§ **SOURCE DATA**
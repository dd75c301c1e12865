pub mod refname;
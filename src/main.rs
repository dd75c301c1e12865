use std::path::PathBuf;

use anyhow::{Context, Result};
use clap::Parser;

use refgate::config::loader;
use refgate::state::GatewayState;

#[derive(Parser)]
#[command(name = "refgate")]
#[command(about = "Ref-scoped git smart HTTP gateway", long_about = None)]
struct Args {
    /// Path to a RON config file (default: discovery via REFGATE_CONFIG_PATH,
    /// refgate.ron, .refgate/config.ron)
    #[arg(long)]
    config: Option<PathBuf>,

    /// Listen address, overrides the config file
    #[arg(long)]
    listen: Option<String>,

    /// Served hierarchy root, overrides the config file
    #[arg(long)]
    root: Option<PathBuf>,
}

#[tokio::main]
async fn main() -> Result<()> {
    tracing_subscriber::fmt::init();

    let args = Args::parse();
    let mut config = match &args.config {
        Some(path) => loader::load_from_file(path)?,
        None => loader::load_with_discovery()?,
    };
    if let Some(listen) = args.listen {
        config.listen_addr = listen;
    }
    if let Some(root) = args.root {
        config.app_root = root;
    }

    let listen_addr = config.listen_addr.clone();
    tracing::info!(
        "serving {} (repository {}) on {listen_addr}",
        config.app_root.display(),
        config.repository_dir().display()
    );

    let state = GatewayState::new(config)?;
    let app = refgate::app(state);

    let listener = tokio::net::TcpListener::bind(&listen_addr)
        .await
        .with_context(|| format!("failed to bind {listen_addr}"))?;
    axum::serve(listener, app)
        .with_graceful_shutdown(shutdown_signal())
        .await
        .context("server error")?;
    Ok(())
}

async fn shutdown_signal() {
    if let Err(err) = tokio::signal::ctrl_c().await {
        tracing::warn!("failed to install ctrl-c handler: {err}");
        return;
    }
    tracing::info!("shutting down");
}
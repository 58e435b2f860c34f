use std::env;
use std::str::FromStr;

use crate::error::{AppError, AppResult};

/// MySQL connection settings.
///
/// Defaults match a local development server with the `GameStoreLite`
/// schema and its stored procedures installed.
#[derive(Debug, Clone, PartialEq, Eq)]
pub struct DbConfig {
    pub host: String,
    pub port: u16,
    pub user: String,
    pub password: String,
    pub database: String,
    pub max_connections: u32,
    pub acquire_timeout_secs: u64,
}

impl Default for DbConfig {
    fn default() -> Self {
        Self {
            host: "localhost".into(),
            port: 3306,
            user: "root".into(),
            password: String::new(),
            database: "GameStoreLite".into(),
            max_connections: 1,
            acquire_timeout_secs: 10,
        }
    }
}

#[derive(Debug, Clone, PartialEq, Eq)]
pub struct Config {
    pub db: DbConfig,
    pub log_file: String,
    pub log_filter: String,
}

impl Config {
    /// Load from the process environment (after `.env`, if present).
    ///
    /// | Variable | Default |
    /// |----------|---------|
    /// | DB_HOST | localhost |
    /// | DB_PORT | 3306 |
    /// | DB_USER | root |
    /// | DB_PASSWORD | (empty) |
    /// | DB_NAME | GameStoreLite |
    /// | DB_MAX_CONNECTIONS | 1 |
    /// | DB_ACQUIRE_TIMEOUT_SECS | 10 |
    /// | LOG_FILE | gamestore-lite.log |
    /// | RUST_LOG | gamestore_lite=info |
    pub fn from_env() -> AppResult<Self> {
        dotenv::dotenv().ok();
        Self::from_lookup(|key| env::var(key).ok())
    }

    pub fn from_lookup<F>(lookup: F) -> AppResult<Self>
    where
        F: Fn(&str) -> Option<String>,
    {
        let defaults = DbConfig::default();
        let text = |key: &str, default: String| lookup(key).unwrap_or(default);

        let db = DbConfig {
            host: text("DB_HOST", defaults.host),
            port: parse_or(&lookup, "DB_PORT", defaults.port)?,
            user: text("DB_USER", defaults.user),
            password: text("DB_PASSWORD", defaults.password),
            database: text("DB_NAME", defaults.database),
            max_connections: parse_or(&lookup, "DB_MAX_CONNECTIONS", defaults.max_connections)?,
            acquire_timeout_secs: parse_or(
                &lookup,
                "DB_ACQUIRE_TIMEOUT_SECS",
                defaults.acquire_timeout_secs,
            )?,
        };

        if db.max_connections == 0 {
            return Err(AppError::Config {
                key: "DB_MAX_CONNECTIONS",
                value: "0".into(),
            });
        }

        Ok(Self {
            db,
            log_file: text("LOG_FILE", "gamestore-lite.log".into()),
            log_filter: text("RUST_LOG", "gamestore_lite=info".into()),
        })
    }
}

fn parse_or<F, T>(lookup: &F, key: &'static str, default: T) -> AppResult<T>
where
    F: Fn(&str) -> Option<String>,
    T: FromStr,
{
    match lookup(key) {
        None => Ok(default),
        Some(value) => value
            .trim()
            .parse()
            .map_err(|_| AppError::Config { key, value }),
    }
}

#[cfg(test)]
mod tests {
    use super::*;
    use std::collections::HashMap;

    fn lookup(pairs: &[(&str, &str)]) -> impl Fn(&str) -> Option<String> {
        let map: HashMap<String, String> = pairs
            .iter()
            .map(|(k, v)| (k.to_string(), v.to_string()))
            .collect();
        move |key| map.get(key).cloned()
    }

    #[test]
    fn empty_environment_gives_local_defaults() {
        let config = Config::from_lookup(lookup(&[])).unwrap();
        assert_eq!(config.db, DbConfig::default());
        assert_eq!(config.db.database, "GameStoreLite");
        assert_eq!(config.db.user, "root");
        assert!(config.db.password.is_empty());
        assert_eq!(config.log_file, "gamestore-lite.log");
    }

    #[test]
    fn overrides_are_applied() {
        let config = Config::from_lookup(lookup(&[
            ("DB_HOST", "db.internal"),
            ("DB_PORT", "3307"),
            ("DB_PASSWORD", "s3cret"),
            ("DB_MAX_CONNECTIONS", "4"),
            ("LOG_FILE", "/tmp/store.log"),
        ]))
        .unwrap();
        assert_eq!(config.db.host, "db.internal");
        assert_eq!(config.db.port, 3307);
        assert_eq!(config.db.password, "s3cret");
        assert_eq!(config.db.max_connections, 4);
        assert_eq!(config.log_file, "/tmp/store.log");
    }

    #[test]
    fn bad_port_is_rejected() {
        let err = Config::from_lookup(lookup(&[("DB_PORT", "mysql")])).unwrap_err();
        match err {
            AppError::Config { key, value } => {
                assert_eq!(key, "DB_PORT");
                assert_eq!(value, "mysql");
            }
            other => panic!("unexpected error: {other}"),
        }
    }

    #[test]
    fn zero_pool_size_is_rejected() {
        assert!(Config::from_lookup(lookup(&[("DB_MAX_CONNECTIONS", "0")])).is_err());
    }
}
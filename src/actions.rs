use crossterm::event::{KeyCode, KeyEvent, KeyModifiers};

#[derive(Debug, Clone, Copy, PartialEq, Eq)]
pub enum Action {
    Save,
    Update,
    Delete,
    Clear,
}

#[derive(Debug, Clone, Copy, PartialEq, Eq)]
pub enum ButtonStyle {
    Accent,
    Danger,
    Muted,
}

#[derive(Debug, Clone, Copy, PartialEq, Eq)]
pub struct Button {
    pub action: Action,
    pub label: &'static str,
    /// Ctrl+<hotkey> presses the button from anywhere in the form
    pub hotkey: char,
    pub style: ButtonStyle,
}

/// The action bar every tab gets, left to right.
pub const ACTION_BAR: [Button; 4] = [
    Button {
        action: Action::Save,
        label: "Save",
        hotkey: 's',
        style: ButtonStyle::Accent,
    },
    Button {
        action: Action::Update,
        label: "Update",
        hotkey: 'u',
        style: ButtonStyle::Accent,
    },
    Button {
        action: Action::Delete,
        label: "Delete",
        hotkey: 'd',
        style: ButtonStyle::Danger,
    },
    Button {
        action: Action::Clear,
        label: "Clear",
        hotkey: 'l',
        style: ButtonStyle::Muted,
    },
];

/// Button whose Ctrl+hotkey matches `key`, if any.
pub fn hotkey_action(key: &KeyEvent) -> Option<Action> {
    if !key.modifiers.contains(KeyModifiers::CONTROL) {
        return None;
    }
    let KeyCode::Char(c) = key.code else {
        return None;
    };
    ACTION_BAR
        .iter()
        .find(|b| b.hotkey == c.to_ascii_lowercase())
        .map(|b| b.action)
}

#[cfg(test)]
mod tests {
    use super::*;

    #[test]
    fn bar_has_one_button_per_action() {
        let actions: Vec<_> = ACTION_BAR.iter().map(|b| b.action).collect();
        assert_eq!(
            actions,
            vec![Action::Save, Action::Update, Action::Delete, Action::Clear]
        );
    }

    #[test]
    fn hotkeys_need_control() {
        let ctrl_d = KeyEvent::new(KeyCode::Char('d'), KeyModifiers::CONTROL);
        let plain_d = KeyEvent::new(KeyCode::Char('d'), KeyModifiers::NONE);
        assert_eq!(hotkey_action(&ctrl_d), Some(Action::Delete));
        assert_eq!(hotkey_action(&plain_d), None);
        assert_eq!(
            hotkey_action(&KeyEvent::new(KeyCode::Char('x'), KeyModifiers::CONTROL)),
            None
        );
    }
}
use std::io::{self, Stdout};

use crossterm::{
    event::{self, Event, KeyEventKind},
    execute,
    terminal::{EnterAlternateScreen, LeaveAlternateScreen, disable_raw_mode, enable_raw_mode},
};
use ratatui::{Terminal, backend::CrosstermBackend};

use gamestore_lite::{App, Config, Dispatcher, MySqlExecutor, ProcedureExecutor, logger, ui};

fn main() -> Result<(), Box<dyn std::error::Error>> {
    let config = Config::from_env()?;
    logger::init_logger(&config)?;
    log::info!("starting GameStoreLite");

    let executor = MySqlExecutor::connect_lazy(&config.db)?;
    let mut app = App::new(Dispatcher::new(executor));

    enable_raw_mode()?;
    let mut terminal = enter_or_restore(
        || {
            let mut stdout = io::stdout();
            execute!(stdout, EnterAlternateScreen)?;
            Terminal::new(CrosstermBackend::new(stdout))
        },
        disable_raw_mode,
    )?;

    let res = run_app(&mut terminal, &mut app);

    // restore the terminal even when the loop failed
    disable_raw_mode()?;
    execute!(terminal.backend_mut(), LeaveAlternateScreen)?;
    terminal.show_cursor()?;

    if let Err(err) = res {
        log::error!("terminal error: {}", err);
        return Err(err.into());
    }

    log::info!("window closed");
    Ok(())
}

/// Runs `enter` once raw mode is on; if it fails, `restore` puts the terminal
/// back before the error is returned.
fn enter_or_restore<T>(
    enter: impl FnOnce() -> io::Result<T>,
    restore: impl FnOnce() -> io::Result<()>,
) -> io::Result<T> {
    enter().inspect_err(|_| {
        if let Err(e) = restore() {
            log::error!("failed to restore terminal: {}", e);
        }
    })
}

/// Every database call runs inside `handle_key`, so a slow server stalls the
/// loop until it answers.
fn run_app<X: ProcedureExecutor>(
    terminal: &mut Terminal<CrosstermBackend<Stdout>>,
    app: &mut App<X>,
) -> io::Result<()> {
    loop {
        terminal.draw(|f| ui::ui(f, app))?;

        if let Event::Key(key) = event::read()? {
            if matches!(key.kind, KeyEventKind::Press | KeyEventKind::Repeat) {
                app.handle_key(key);
            }
        }

        if app.should_quit {
            return Ok(());
        }
    }
}
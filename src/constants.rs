pub const APP_TITLE: &str = "GameStoreLite Management System";
pub const FOOTER: &str = "© 2025 GameStoreLite - Video game store management";
pub const KEY_HELP: &str =
    "Tab/↑↓ move · Enter activate · PgUp/PgDn tabs · ^S save · ^U update · ^D delete · ^L clear · ^Q quit";

pub const DATE_FORMAT: &str = "%Y-%m-%d";

// dialog titles
pub const TITLE_WARNING: &str = "Warning";
pub const TITLE_SUCCESS: &str = "Success";
pub const TITLE_DB_ERROR: &str = "Database Error";
pub const TITLE_CONFIRM: &str = "Confirm";

pub const MSG_ALL_REQUIRED: &str = "All fields are required";
pub const MSG_VALID_ID: &str = "Enter a valid ID";
pub const MSG_CONFIRM_DELETE: &str = "Are you sure you want to delete this record?";
pub const MSG_SAVED: &str = "Record saved successfully";
pub const MSG_UPDATED: &str = "Record updated successfully";
pub const MSG_DELETED: &str = "Record deleted successfully";
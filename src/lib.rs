pub mod actions;
pub mod app;
pub mod config;
pub mod constants;
pub mod db;
pub mod dispatcher;
pub mod error;
pub mod form;
pub mod logger;
pub mod schema;
pub mod ui;

pub use app::App;
pub use config::Config;
pub use db::{MySqlExecutor, ProcedureExecutor};
pub use dispatcher::{Dispatcher, FormController, Notice, Notifier, Outcome};
pub use error::{AppError, AppResult};
//! The terminal belongs to the UI while the app runs, so log records go to a
//! file instead of stderr.

use std::fs::OpenOptions;

use env_logger::{Builder, Env, Target};

use crate::config::Config;
use crate::error::AppResult;

pub fn init_logger(config: &Config) -> AppResult<()> {
    let file = OpenOptions::new()
        .create(true)
        .append(true)
        .open(&config.log_file)?;

    Builder::from_env(Env::default().default_filter_or(config.log_filter.as_str()))
        .target(Target::Pipe(Box::new(file)))
        .format_timestamp_secs()
        .init();

    Ok(())
}
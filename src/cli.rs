//! Command-line surface, in the teacher's derive-`clap` style: a small set
//! of global flags plus `--enable-X`/`--disable-X` pairs per optimization,
//! collected into a tri-state [`FlagState`] so "not passed" can be told
//! apart from "explicitly turned off" when folding into the config layers.

use std::path::PathBuf;

use clap::Parser;
use serde_json::{Map, Value};

use crate::config::apply_flag;

/// Transparent line-delimited JSON-RPC proxy in front of an MCP stdio server.
#[derive(Debug, Parser)]
#[command(name = "ultra-lean-mcp-proxy", version, about)]
pub struct Cli {
    /// Path to a JSON config file (see README for the schema).
    #[arg(long, env = "ULTRA_LEAN_MCP_PROXY_CONFIG")]
    pub config: Option<PathBuf>,

    /// Session id used to namespace cache/history/catalog state.
    #[arg(long)]
    pub session_id: Option<String>,

    /// Print per-request optimization stats to stderr on exit.
    #[arg(long)]
    pub stats: bool,

    /// Raise the default log filter to debug for the proxy's own target.
    #[arg(short = 'v', long)]
    pub verbose: bool,

    /// Log every JSON-RPC message (both directions) at trace level.
    #[arg(long)]
    pub trace_rpc: bool,

    /// Reject unrecognized configuration keys instead of ignoring them.
    #[arg(long)]
    pub strict_config: bool,

    /// Resolve configuration, print it, and exit without spawning the upstream.
    #[arg(long)]
    pub dump_effective_config: bool,

    #[arg(long = "enable-result-compression", conflicts_with = "disable_result_compression")]
    pub enable_result_compression: bool,
    #[arg(long = "disable-result-compression")]
    pub disable_result_compression: bool,

    #[arg(long = "enable-delta-responses", conflicts_with = "disable_delta_responses")]
    pub enable_delta_responses: bool,
    #[arg(long = "disable-delta-responses")]
    pub disable_delta_responses: bool,

    #[arg(long = "enable-lazy-loading", conflicts_with = "disable_lazy_loading")]
    pub enable_lazy_loading: bool,
    #[arg(long = "disable-lazy-loading")]
    pub disable_lazy_loading: bool,

    #[arg(long = "enable-tools-hash-sync", conflicts_with = "disable_tools_hash_sync")]
    pub enable_tools_hash_sync: bool,
    #[arg(long = "disable-tools-hash-sync")]
    pub disable_tools_hash_sync: bool,

    #[arg(long = "enable-caching", conflicts_with = "disable_caching")]
    pub enable_caching: bool,
    #[arg(long = "disable-caching")]
    pub disable_caching: bool,

    /// Lazy tool visibility mode: off|minimal|catalog|search_only.
    #[arg(long)]
    pub lazy_mode: Option<String>,

    /// Overrides `optimizations.caching.ttl_seconds`.
    #[arg(long)]
    pub cache_ttl: Option<u64>,

    /// Overrides `optimizations.delta_responses.min_savings_ratio`.
    #[arg(long)]
    pub delta_min_savings: Option<f64>,

    /// Overrides `optimizations.tools_hash_sync.refresh_interval`.
    #[arg(long)]
    pub tools_hash_refresh_interval: Option<u64>,

    /// Overrides `optimizations.lazy_loading.search_top_k`.
    #[arg(long)]
    pub search_top_k: Option<usize>,

    /// Overrides `optimizations.result_compression.mode`: off|balanced|aggressive.
    #[arg(long)]
    pub result_compression_mode: Option<String>,

    /// The upstream MCP server command to spawn, e.g. `-- npx some-mcp-server`.
    #[arg(trailing_var_arg = true, allow_hyphen_values = true)]
    pub upstream: Vec<String>,
}

/// Tri-state read of an `--enable-X`/`--disable-X` style flag: `Unset` means
/// "not passed on this command line", distinct from an explicit `Disabled`,
/// so a lower-precedence config-file or env value isn't clobbered.
#[derive(Debug, Clone, Copy, PartialEq, Eq, Default)]
pub enum FlagState {
    #[default]
    Unset,
    Enabled,
    Disabled,
}

fn flag_state(enable: bool, disable: bool) -> FlagState {
    if enable {
        FlagState::Enabled
    } else if disable {
        FlagState::Disabled
    } else {
        FlagState::Unset
    }
}

/// The subset of [`Cli`] that feeds into config resolution, pulled out so
/// the config resolver's unit tests can build overrides without going
/// through `clap`'s argument parser.
#[derive(Debug, Clone, Default)]
pub struct CliOverrides {
    pub session_id: Option<String>,
    pub stats: bool,
    pub verbose: bool,
    pub trace_rpc: bool,
    pub strict_config: bool,
    pub result_compression: FlagState,
    pub delta_responses: FlagState,
    pub lazy_loading: FlagState,
    pub caching: FlagState,
    pub tools_hash_sync: FlagState,
    pub lazy_mode: Option<String>,
    pub cache_ttl: Option<u64>,
    pub delta_min_savings: Option<f64>,
    pub tools_hash_refresh_interval: Option<u64>,
    pub search_top_k: Option<usize>,
    pub result_compression_mode: Option<String>,
}

impl From<&Cli> for CliOverrides {
    fn from(cli: &Cli) -> Self {
        Self {
            session_id: cli.session_id.clone(),
            stats: cli.stats,
            verbose: cli.verbose,
            trace_rpc: cli.trace_rpc,
            strict_config: cli.strict_config,
            result_compression: flag_state(cli.enable_result_compression, cli.disable_result_compression),
            delta_responses: flag_state(cli.enable_delta_responses, cli.disable_delta_responses),
            lazy_loading: flag_state(cli.enable_lazy_loading, cli.disable_lazy_loading),
            caching: flag_state(cli.enable_caching, cli.disable_caching),
            tools_hash_sync: flag_state(cli.enable_tools_hash_sync, cli.disable_tools_hash_sync),
            lazy_mode: cli.lazy_mode.clone(),
            cache_ttl: cli.cache_ttl,
            delta_min_savings: cli.delta_min_savings,
            tools_hash_refresh_interval: cli.tools_hash_refresh_interval,
            search_top_k: cli.search_top_k,
            result_compression_mode: cli.result_compression_mode.clone(),
        }
    }
}

impl CliOverrides {
    /// Builds the JSON patch this command line contributes, applied as the
    /// highest-precedence layer in [`crate::config::resolve`].
    pub fn to_patch(&self) -> Value {
        let mut proxy = Map::new();
        if let Some(session_id) = &self.session_id {
            proxy.insert("session_id".into(), Value::String(session_id.clone()));
        }
        if self.stats {
            proxy.insert("stats".into(), Value::Bool(true));
        }
        if self.trace_rpc {
            proxy.insert("trace_rpc".into(), Value::Bool(true));
        }
        if self.verbose {
            proxy.insert("verbose".into(), Value::Bool(true));
        }
        if self.strict_config {
            proxy.insert("strict_config".into(), Value::Bool(true));
        }

        let mut optimizations = Map::new();

        let mut result_compression = Map::new();
        apply_flag(&mut result_compression, "enabled", self.result_compression);
        if let Some(mode) = &self.result_compression_mode {
            result_compression.insert("mode".into(), Value::String(mode.clone()));
            if mode == "off" {
                result_compression.insert("enabled".into(), Value::Bool(false));
            }
        }
        if !result_compression.is_empty() {
            optimizations.insert("result_compression".into(), Value::Object(result_compression));
        }

        let mut delta_responses = Map::new();
        apply_flag(&mut delta_responses, "enabled", self.delta_responses);
        if let Some(ratio) = self.delta_min_savings {
            delta_responses.insert("min_savings_ratio".into(), Value::from(ratio));
        }
        if !delta_responses.is_empty() {
            optimizations.insert("delta_responses".into(), Value::Object(delta_responses));
        }

        let mut tools_hash_sync = Map::new();
        apply_flag(&mut tools_hash_sync, "enabled", self.tools_hash_sync);
        if let Some(interval) = self.tools_hash_refresh_interval {
            tools_hash_sync.insert("refresh_interval".into(), Value::from(interval));
        }
        if !tools_hash_sync.is_empty() {
            optimizations.insert("tools_hash_sync".into(), Value::Object(tools_hash_sync));
        }

        let mut caching = Map::new();
        apply_flag(&mut caching, "enabled", self.caching);
        if let Some(ttl) = self.cache_ttl {
            caching.insert("ttl_seconds".into(), Value::from(ttl));
        }
        if !caching.is_empty() {
            optimizations.insert("caching".into(), Value::Object(caching));
        }

        let mut lazy_loading = Map::new();
        apply_flag(&mut lazy_loading, "enabled", self.lazy_loading);
        if let Some(top_k) = self.search_top_k {
            lazy_loading.insert("search_top_k".into(), Value::from(top_k as u64));
        }
        if let Some(mode) = &self.lazy_mode {
            lazy_loading.insert("lazy_mode".into(), Value::String(mode.clone()));
            if mode != "off" {
                lazy_loading.insert("enabled".into(), Value::Bool(true));
            }
        }
        if !lazy_loading.is_empty() {
            optimizations.insert("lazy_loading".into(), Value::Object(lazy_loading));
        }

        let mut root = Map::new();
        if !proxy.is_empty() {
            root.insert("proxy".into(), Value::Object(proxy));
        }
        if !optimizations.is_empty() {
            root.insert("optimizations".into(), Value::Object(optimizations));
        }
        Value::Object(root)
    }
}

§ **THE PROBLEM**
State the number of lines in the data that carry "KeyModifiers", and add nothing to it.

§ **RESULT BELOW**
5